Je ne sais pas par où commencer. J’aimerais écrire une lettre à mon journal, mais il n’a pas entendu parler de moi depuis des lustres. J’aimerais te dire ce que je ressens, mais je ne veux pas t’effrayer. Alors, que me reste-t-il? Comment est-ce que je peux faire pour exorciser mes démons?

Voilà comment je commence ma confession…

Je suis là, complètement déconcentrée, incapable de penser à autre chose qu’à toi, tout au long de la journée et la nuit même… tellement que j’en perds le sommeil. Parfois, je vais voir tes photos, j’entre dans ta vie d’avant, pour mieux te connaître et d’un autre côté, parce que je suis masochiste.

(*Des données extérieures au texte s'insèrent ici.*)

//! Lookup capabilities consumed by the resolution engine.
//!
//! The engine only sees these traits. [`HickoryLookup`](super::HickoryLookup)
//! implements both against real DNS; tests plug in deterministic stubs.

use std::net::{IpAddr, Ipv4Addr};

use async_trait::async_trait;
use hickory_resolver::error::{ResolveError, ResolveErrorKind};
use serde::Serialize;
use thiserror::Error;

/// One answer of an MX query.
///
/// Ordering is by preference, then exchange hostname.
#[derive(Debug, Clone, PartialEq, Eq, PartialOrd, Ord, Hash, Serialize)]
pub struct MxAnswer {
    /// Preference value (lower is preferred)
    pub preference: u16,
    /// Mail exchanger hostname, without the trailing root dot
    pub exchange: String,
}

impl MxAnswer {
    /// Creates an answer.
    pub fn new(preference: u16, exchange: impl Into<String>) -> Self {
        Self {
            preference,
            exchange: exchange.into(),
        }
    }
}

/// Failure of a single lookup.
#[derive(Error, Debug, Clone, PartialEq, Eq)]
pub enum LookupError {
    /// The name exists with no records of the requested type, or does not exist.
    #[error("no records found")]
    NoRecords,

    /// The resolver gave up waiting for an answer.
    #[error("request timed out")]
    Timeout,

    /// The query itself failed (refused, network error, malformed answer).
    #[error("{0}")]
    Transport(String),
}

impl From<ResolveError> for LookupError {
    fn from(e: ResolveError) -> Self {
        match e.kind() {
            ResolveErrorKind::NoRecordsFound { .. } => LookupError::NoRecords,
            ResolveErrorKind::Timeout => LookupError::Timeout,
            _ => LookupError::Transport(e.to_string()),
        }
    }
}

/// Performs MX queries.
#[async_trait]
pub trait MxLookup: Send + Sync {
    /// Queries the MX records of `domain`.
    ///
    /// `nameserver` selects the DNS server to ask; `None` means the default
    /// resolver. An empty `Ok` vector is a valid answer.
    async fn lookup_mx(
        &self,
        domain: &str,
        nameserver: Option<Ipv4Addr>,
    ) -> Result<Vec<MxAnswer>, LookupError>;
}

/// Resolves hostnames to IP addresses.
#[async_trait]
pub trait AddressLookup: Send + Sync {
    /// Returns every address of `host`, in resolver order.
    async fn lookup_addresses(&self, host: &str) -> Result<Vec<IpAddr>, LookupError>;
}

Je veux tout savoir de toi, mais ce que j’apprends me blesse parfois, malgré moi. Alors comment survivre à un sentiment si contradictoire, qui fait du bien mais qui m’attriste en même temps?

C’est difficile de plonger dans ton passé, en sachant que je n’en fais pas partie. Oui, ça peut paraître égoïste, mais ce serrement de cœur que je ressens est ma réalité. Le fait est que, je me suis attachée plus que de raison, rapidement, sans le vouloir, sans être capable de m’en empêcher. J’aurais aimé te connaître avant. J’aurais aimé te connaître il y a 11 ans… il y a 15 ans… il y a 20 ans… n’importe quand, mais plus tôt qu’aujourd’hui. J’aurais aimé ne pas avoir à rencontrer des personnes qui m’ont fait atrocement souffrir. J’aurais aimé ne pas être autant déçue de l’amour en lui-même. J’aurais voulu connaître celui qui aurait été l’homme de ma vie très tôt, porter ses enfants et peut-être même l’épouser. J’aurais voulu qu’on achète notre première maison ensemble, qu’on vive des moments uniques, à deux, ensemble, des moments pour la première fois et d’autres souvent répétés. Mais… ce n’est pas le cas. Le fait est que, je suis désillusionnée et toi, tu es prudent. Et ça me tue de commencer à t’aimer, de ne pas savoir si c’est réellement réciproque, et décider de me jeter dans le bain sans savoir si je vais en souffrir. C’est difficile déjà d’imaginer ma vie sans toi, alors qu’est-ce que ce sera dans quelques semaines, quelques mois? La peur m’étreint comme une amie d’enfance, mais elle est décuplée cette fois-ci, et je tremble de l’intérieur car elle devient une meilleure amie dont je n’aurais pas besoin. Alors voilà, je regarde tes photos, je me plonge dans un passé qui n’est pas le miens, et je suis heureuse pour les bons moments que tu as vécu, mais malheureuse de ne pas les avoir vécu avec toi. Je suis égoïste. C’est bien vrai.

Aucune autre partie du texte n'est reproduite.